No es pues esencialmente el de los viajes de conocimiento y placeres de Kavafis. No es ni el hedonista ni el turista ni el ex-pat. Es el que da la vida por los suyos porque solo junto a los suyos la vida vale la pena. Ese es el héroe, el otro es un pirata. ¿Acaso Penélope es más hermosa?, pregunta la celosa oceánide. Es innegable, Calypso, que eres incomparable en estatura y belleza, pues eres una diosa. Nada más dice el prudente y la seduce para que no lo mate. Pero la respuesta es clara: no se trata de la belleza. Compartimos el destino mortal. Yo la escojo como escojo esta vida que no escogí: la amo y ella me ama de vuelta.

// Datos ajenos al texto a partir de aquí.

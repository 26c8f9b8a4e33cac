#![no_main]

use libfuzzer_sys::fuzz_target;
use spinel_parser::{DebugLevel, DebugSink, ParseOptions};

struct Quiet;

impl DebugSink for Quiet {
    fn message(&self, _level: DebugLevel, _offset: usize, _message: &str) {}
}

fuzz_target!(|data: &[u8]| {
    // Arbitrary bytes must give an error, never a panic.
    let options = ParseOptions {
        debug_sink: &Quiet,
        ..ParseOptions::default()
    };
    if let Ok(shader) = spinel_parser::parse(data, &options) {
        let _ = spinel_ir::validate(&shader);
    }
});
//! IR validation pass.
//!
//! Checks SSA well-formedness and logs a warning for the first problem found.
//! This pass never modifies the shader.

use spinel_ir::Shader;

use crate::Pass;

/// Validates SSA invariants. Returns `false` (never modifies the shader).
#[derive(Debug)]
pub struct IrValidation;

impl Pass for IrValidation {
    fn name(&self) -> &str {
        "ir-validation"
    }

    fn run(&self, shader: &mut Shader) -> bool {
        if let Err(err) = spinel_ir::validate(shader) {
            log::warn!("{} shader failed validation: {err}", shader.stage());
        }
        for (i, &size) in shader.info.workgroup_size.iter().enumerate() {
            if size == 0 {
                log::warn!("workgroup_size[{i}] = 0");
            }
        }
        false
    }
}

#[cfg(test)]
mod tests {
    use super::*;
    use spinel_ir::{Builder, Stage};

    #[test]
    fn validation_never_reports_progress() {
        let mut shader = Shader::new(Stage::Compute);
        let entry = shader.entry().entry;
        let mut b = Builder::at_end(shader.entry_mut(), entry);
        let x = b.const_u32(1);
        b.iadd(x, x);
        shader.entry_mut().remove_instr(x);

        let before = shader.instr_count();
        assert!(!IrValidation.run(&mut shader));
        assert_eq!(shader.instr_count(), before);
    }
}
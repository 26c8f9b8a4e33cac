mod common;

use spinel_ir::Stage;
use spinel_parser::{ParseError, ParseOptions, TargetEnv};

#[test]
fn truncated_binary_is_rejected() {
    let mut spirv = common::spirv_from_wgsl(&common::load_shader("vector_add.wgsl"));
    spirv.truncate(spirv.len() / 2);
    let result = spinel_parser::parse(&spirv, &ParseOptions::default());
    assert!(result.is_err());
}

#[test]
fn empty_binary_is_rejected() {
    let err = spinel_parser::parse(&[], &ParseOptions::default()).unwrap_err();
    assert!(matches!(err, ParseError::Read(_)));
    assert!(!err.to_string().is_empty());
}

#[test]
fn shared_module_needs_a_selection() {
    let spirv = common::spirv_from_wgsl(&common::load_shader("varyings.wgsl"));
    let err = spinel_parser::parse(&spirv, &ParseOptions::default()).unwrap_err();
    let message = err.to_string();
    assert!(message.contains("vs_main"));
    assert!(message.contains("fs_main"));
}

#[test]
fn wrong_stage_has_no_entry_point() {
    let spirv = common::spirv_from_wgsl(&common::load_shader("vector_add.wgsl"));
    let options = ParseOptions {
        stage: Some(Stage::Fragment),
        ..ParseOptions::default()
    };
    let err = spinel_parser::parse(&spirv, &options).unwrap_err();
    assert!(matches!(err, ParseError::NoEntryPoint { .. }));
    assert!(err.to_string().contains("fragment"));
}

#[test]
fn opencl_environment_is_rejected() {
    let spirv = common::spirv_from_wgsl(&common::load_shader("vector_add.wgsl"));
    let options = ParseOptions {
        target_env: TargetEnv::OpenCl,
        ..ParseOptions::default()
    };
    assert!(matches!(
        spinel_parser::parse(&spirv, &options),
        Err(ParseError::Unsupported(_))
    ));
}

#[test]
fn runtime_sized_length_is_unsupported() {
    let source = "
@group(0) @binding(0) var<storage, read_write> data: array<u32>;

@compute @workgroup_size(1)
fn main() {
    data[0] = arrayLength(&data);
}
";
    let err = spinel_parser::parse(&common::spirv_from_wgsl(source), &ParseOptions::default())
        .unwrap_err();
    assert!(matches!(err, ParseError::Unsupported(_)));
}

Un trovador cubano, Silvio Rodríguez, evoca en Pequeña serenata diurna el canto de este Odiseo al cumplir su último trabajo del remo y volver a Ítaca para envejecer y encontrar en paz la muerte, según decretaron los dioses: “Vivo en un país libre, cual solamente puede ser libre en esta tierra, en este instante…”.
Las Ítacas seguirán significándose entre sí. Chocando. Ocultándose y revelándose las unas en las otras. De acuerdo a la intención, aparece una u otra cara. Eso, en especial, para Tomás y para mí que la vimos desvanecerse tras la lluvia y sumamos imágenes de océano y tormenta al testimonio de Stefanos y al reciclaje incesante de los mitos.
La Ítaca concreta, no obstante, tiene un significado sencillo. Es el mismo que tenía para el personaje de Homero. Se trata de un significado que solo es alcanzable para algunos de sus habitantes, para los Odiseos y los Stefanos, para aquellos que la llaman casa: se trata del lugar por el que se daría la vida, pues está hecho de las gentes amadas.